Making Puppets Look Good
Comedy Central’s Crank Yankers originally ran in the mid 2000s and was shot on 2/3” broadcast cameras on pedestals. For the series revamp, the producer's main goal was to make it look more cinematic. The show is shot on two adjacent stages and each stage has a single camera on a Miniscope crane, which is a seven-foot telescoping arm. According to Papert, the VariCam LT was the perfect cameras for the show because they needed a small and lightweight camera body since the Miniscopes have very specific payloads that many professional cinema cameras can’t meet.
“Due to the physical requirements of the puppeteers, all of the sets and furniture are elevated four feet off the stage floor," explains Papert. "This makes the job of our camera operators, Rich Moriarty and Denis Moran, a very complex one - they are always on the hairy edge of shooting off the bottom of the set and have to avoid the puppeteers' heads and arms at the bottom of frame.
"Our production designer, Gary Kordan, creates these very realistic looking environments. Then it's my job to continue that look. If someone was happened across our show randomly, they might expect a human to walk through a door instead of a puppet. We’ll play the windows hot, push sun streaks across the set, see how far we can go with contrast while still making the fleece of the puppets look good.
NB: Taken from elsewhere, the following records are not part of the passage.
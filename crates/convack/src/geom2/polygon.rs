//! `ConvexPolygon`: a CCW vertex loop plus the transformation that moved it.
//!
//! Invariants (trusted, not verified):
//! - Vertices are convex and wound counter-clockwise; the loop closes
//!   implicitly from the last vertex back to the first.
//! - Interior colinear vertices are tolerated but cost time.
//!
//! `convex_hull` and `convex_hull_merge` are the only constructors that
//! establish the invariants themselves.

use std::fmt;

use nalgebra::Vector2;
use serde::{Deserialize, Serialize};

use super::hull::{gift_wrapping, merge};
use super::point::{bounds, proper_edges, twice_area};
use super::{collide, is_left, Point2, Transformation};

/// Maximum number of vertices printed by `Display`.
const DISPLAY_LIMIT: usize = 32;

#[derive(Clone, Debug, Default, Serialize, Deserialize)]
pub struct ConvexPolygon {
    vertices: Vec<Point2>,
    transformation: Transformation,
}

impl ConvexPolygon {
    /// Wraps `vertices` as given. They must already be convex and CCW.
    pub fn new(vertices: Vec<Point2>) -> Self {
        Self {
            vertices,
            transformation: Transformation::identity(),
        }
    }

    /// Smallest convex polygon (CCW) enclosing an arbitrary point multiset.
    ///
    /// Fewer than three points come back unchanged; colinear and duplicate
    /// points collapse to the extreme ones.
    pub fn convex_hull(points: &[Point2]) -> Self {
        Self::new(gift_wrapping(points))
    }

    /// Convex hull around several already-convex polygons.
    ///
    /// No input gives an empty polygon; a single input comes back unchanged.
    pub fn convex_hull_merge<'a, I>(polygons: I) -> Self
    where
        I: IntoIterator<Item = &'a ConvexPolygon>,
    {
        let polygons: Vec<&ConvexPolygon> = polygons.into_iter().collect();
        match polygons.as_slice() {
            [] => Self::default(),
            [only] => (*only).clone(),
            _ => {
                let loops: Vec<&[Point2]> = polygons.iter().map(|p| p.vertices()).collect();
                Self::new(merge(&loops))
            }
        }
    }

    #[inline]
    pub fn vertices(&self) -> &[Point2] {
        &self.vertices
    }

    #[inline]
    pub fn len(&self) -> usize {
        self.vertices.len()
    }

    #[inline]
    pub fn is_empty(&self) -> bool {
        self.vertices.is_empty()
    }

    /// Product of every `translate`/`rotate` since construction. Its inverse
    /// maps the current vertices back onto the original ones.
    #[inline]
    pub fn current_transformation(&self) -> &Transformation {
        &self.transformation
    }

    /// Signed area by the shoelace formula; positive for CCW loops, zero below
    /// three vertices.
    pub fn area(&self) -> f64 {
        twice_area(&self.vertices) / 2.0
    }

    /// Strict containment: the point must be left of every edge. Points on
    /// an edge or vertex are outside, and nothing is inside a loop without
    /// positive area. Repeated vertices are skipped.
    pub fn contains(&self, point: &Point2) -> bool {
        let v = &self.vertices;
        if twice_area(v) <= 0.0 {
            return false;
        }
        let n = v.len();
        proper_edges(v).all(|i| is_left(&v[i], &v[(i + 1) % n], point) > 0.0)
    }

    /// Whether the interiors overlap by a positive area. Shared edges or
    /// vertices do not count.
    pub fn collides(&self, other: &ConvexPolygon) -> bool {
        collide::collides(&self.vertices, &other.vertices)
    }

    /// Moves the polygon by `(x, y)`.
    pub fn translate(&mut self, x: f64, y: f64) -> &mut Self {
        let mut op = Transformation::identity();
        op.translate(x, y);
        self.apply(&op)
    }

    /// Rotates counter-clockwise around the origin `(0, 0)`.
    ///
    /// To rotate around another point, translate it to the origin first and
    /// back afterwards.
    pub fn rotate(&mut self, angle_radians: f64) -> &mut Self {
        let mut op = Transformation::identity();
        op.rotate(angle_radians);
        self.apply(&op)
    }

    fn apply(&mut self, op: &Transformation) -> &mut Self {
        for v in &mut self.vertices {
            *v = op.apply(v);
        }
        self.transformation = op.compose(&self.transformation);
        self
    }

    /// Vertex average. `None` when empty.
    pub fn centroid(&self) -> Option<Point2> {
        if self.vertices.is_empty() {
            return None;
        }
        let sum = self
            .vertices
            .iter()
            .fold(Vector2::zeros(), |acc, v| acc + v.coords);
        Some(Point2::from(sum / self.vertices.len() as f64))
    }

    /// Axis-aligned bounds `(min, max)`. `None` when empty.
    pub fn bounding_box(&self) -> Option<(Point2, Point2)> {
        bounds(&self.vertices)
    }
}

impl PartialEq for ConvexPolygon {
    /// Same loop regardless of which vertex it starts at.
    fn eq(&self, other: &Self) -> bool {
        let n = self.vertices.len();
        if n != other.vertices.len() {
            return false;
        }
        if n == 0 {
            return true;
        }
        (0..n).any(|offset| {
            (0..n).all(|i| self.vertices[i] == other.vertices[(i + offset) % n])
        })
    }
}

impl fmt::Display for ConvexPolygon {
    fn fmt(&self, f: &mut fmt::Formatter<'_>) -> fmt::Result {
        write!(f, "[")?;
        for (i, v) in self.vertices.iter().enumerate() {
            if i != 0 {
                write!(f, ", ")?;
            }
            if i >= DISPLAY_LIMIT {
                return write!(f, "...]");
            }
            write!(f, "({},{})", v.x, v.y)?;
        }
        write!(f, "]")
    }
}

impl From<Vec<Point2>> for ConvexPolygon {
    fn from(vertices: Vec<Point2>) -> Self {
        Self::new(vertices)
    }
}
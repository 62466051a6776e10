//! Resolving where the next polygon goes.
//!
//! The first polygon is centred on the origin. Every later one is tried at
//! `rotations` evenly spaced angles and slid in from `directions` evenly spaced
//! headings towards the origin. A bisection on the slide distance finds the
//! closest non-colliding stop, and the option with the lowest waste score
//! wins. Ties keep the stop nearest the origin.

use std::f64::consts::TAU;

use crate::beam::types::{waste_score, Placement};
use crate::geom2::{ConvexPolygon, Point2};
use crate::scene::PackCfg;
use nalgebra::Vector2;

/// Picks a placement for `polygon` given what is already placed. Returns the
/// placement and the placed copy; the copy never collides with `placed`.
pub fn best_placement(
    cfg: &PackCfg,
    placed: &[&ConvexPolygon],
    polygon: &ConvexPolygon,
) -> (Placement, ConvexPolygon) {
    let centred = Placement::default();
    if placed.is_empty() {
        let here = centred.applied(polygon);
        return (centred, here);
    }

    let reach = max_radius(placed.iter().flat_map(|p| p.vertices()));
    let mut best: Option<(f64, f64, Placement, ConvexPolygon)> = None;

    for r in 0..cfg.rotations.max(1) {
        let rotation = TAU * r as f64 / cfg.rotations.max(1) as f64;
        let shaped = Placement {
            rotation,
            target: Point2::origin(),
        }
        .applied(polygon);
        let far = start_distance(reach, max_radius(shaped.vertices()));

        for d in 0..cfg.directions.max(1) {
            let heading = TAU * d as f64 / cfg.directions.max(1) as f64;
            let dir = Vector2::new(heading.cos(), heading.sin());
            let dist = slide(&shaped, placed, &dir, far, cfg.bisection_steps);
            let placement = Placement {
                rotation,
                target: Point2::from(dir * dist),
            };
            let here = placement.applied(polygon);
            if collides_any(&here, placed) {
                continue;
            }
            let mut with_here = placed.to_vec();
            with_here.push(&here);
            let score = waste_score(&with_here);
            let better = match &best {
                None => true,
                Some((s, t, _, _)) => score < *s || (score == *s && dist < *t),
            };
            if better {
                best = Some((score, dist, placement, here));
            }
        }
    }

    match best {
        Some((_, _, placement, here)) => (placement, here),
        None => {
            // Every slide ended in contact after rounding; fall back to a stop
            // clear of everything.
            let placement = Placement {
                rotation: 0.0,
                target: Point2::new(start_distance(reach, max_radius(polygon.vertices())) * 2.0, 0.0),
            };
            let here = placement.applied(polygon);
            (placement, here)
        }
    }
}

/// Slide distance at which `shaped`, moved along `dir`, stops colliding.
/// Starts from `far`, which must already be clear.
fn slide(
    shaped: &ConvexPolygon,
    placed: &[&ConvexPolygon],
    dir: &Vector2<f64>,
    far: f64,
    steps: usize,
) -> f64 {
    let hits = |t: f64| {
        let mut moved = shaped.clone();
        let step = dir * t;
        moved.translate(step.x, step.y);
        collides_any(&moved, placed)
    };
    if !hits(0.0) {
        return 0.0;
    }
    let (mut lo, mut hi) = (0.0, far);
    for _ in 0..steps {
        let mid = 0.5 * (lo + hi);
        if hits(mid) {
            lo = mid;
        } else {
            hi = mid;
        }
    }
    hi
}

fn collides_any(polygon: &ConvexPolygon, placed: &[&ConvexPolygon]) -> bool {
    placed.iter().any(|p| polygon.collides(p))
}

fn max_radius<'a>(points: impl IntoIterator<Item = &'a Point2>) -> f64 {
    points
        .into_iter()
        .map(|p| p.coords.norm())
        .fold(0.0, f64::max)
}

/// Distance from the origin at which a polygon of radius `own` is clear of
/// everything within `reach`.
fn start_distance(reach: f64, own: f64) -> f64 {
    (reach + own) * (1.0 + 1e-6) + 1e-9
}
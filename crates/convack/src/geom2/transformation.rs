//! 2D affine transformation recording where a polygon was moved.
//!
//! The homogeneous row `[0 0 1]` is implicit. Every operation left-composes
//! onto the current map, so chained calls apply in the order they were issued
//! and later translations move in world space.

use nalgebra::{Matrix2, Vector2};
use serde::{Deserialize, Serialize};

use super::Point2;

/// Affine map `x ↦ M x + t`, starting as the identity.
#[derive(Clone, Copy, Debug, PartialEq, Serialize, Deserialize)]
pub struct Transformation {
    pub m: Matrix2<f64>,
    pub t: Vector2<f64>,
}

impl Default for Transformation {
    fn default() -> Self {
        Self::identity()
    }
}

impl Transformation {
    #[inline]
    pub fn identity() -> Self {
        Self {
            m: Matrix2::identity(),
            t: Vector2::zeros(),
        }
    }

    /// The six matrix cells `[a, b, c, d, e, f]` of `[[a, c, e], [b, d, f]]`,
    /// column-major.
    pub fn data(&self) -> [f64; 6] {
        [
            self.m[(0, 0)],
            self.m[(1, 0)],
            self.m[(0, 1)],
            self.m[(1, 1)],
            self.t.x,
            self.t.y,
        ]
    }

    /// Appends a translation by `(x, y)`.
    pub fn translate(&mut self, x: f64, y: f64) -> &mut Self {
        self.t += Vector2::new(x, y);
        self
    }

    /// Appends a counter-clockwise rotation around the origin.
    pub fn rotate(&mut self, angle_radians: f64) -> &mut Self {
        let (sine, cosine) = angle_radians.sin_cos();
        let r = Matrix2::new(cosine, -sine, sine, cosine);
        // Both products read the old values before anything is overwritten.
        *self = Self {
            m: r * self.m,
            t: r * self.t,
        };
        self
    }

    #[inline]
    pub fn apply(&self, point: &Point2) -> Point2 {
        Point2::from(self.m * point.coords + self.t)
    }

    /// Composition `self ∘ other`: `other` applies first.
    #[inline]
    pub fn compose(&self, other: &Self) -> Self {
        Self {
            m: self.m * other.m,
            t: self.m * other.t + self.t,
        }
    }

    /// Inverse map if `m` is invertible.
    pub fn inverse(&self) -> Option<Self> {
        self.m.try_inverse().map(|minv| Self {
            m: minv,
            t: -minv * self.t,
        })
    }
}
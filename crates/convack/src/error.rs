//! Error type for the fallible configuration surface.
//!
//! Geometry and search are total over their documented inputs; only packing
//! configuration can be rejected.

use thiserror::Error;

/// Result alias for convack operations.
pub type Result<T> = std::result::Result<T, Error>;

#[derive(Debug, Error, Clone, PartialEq, Eq)]
pub enum Error {
    /// A `PackCfg` field is out of range.
    #[error("invalid packing config: {reason}")]
    InvalidConfig { reason: String },
}

impl Error {
    pub(crate) fn invalid(reason: impl Into<String>) -> Self {
        Self::InvalidConfig {
            reason: reason.into(),
        }
    }
}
We shoot four to five sets a day, hitting some 280 sets this shooting season, which is kind of insane. My gaffer, Felipe Solares, Key Grip, Paul Fischer, and I have really pushed to keep things looking fresh and different every day.
“Based on my previous experiences working with VariCam, I know I can trust it because of its expanded color science and its accuracy with colors so that the characters and sets look as good as they should. I’m very comfortable with the highlight roll off and tonality of the camera. It always looks great coming out of the box with a VariCam."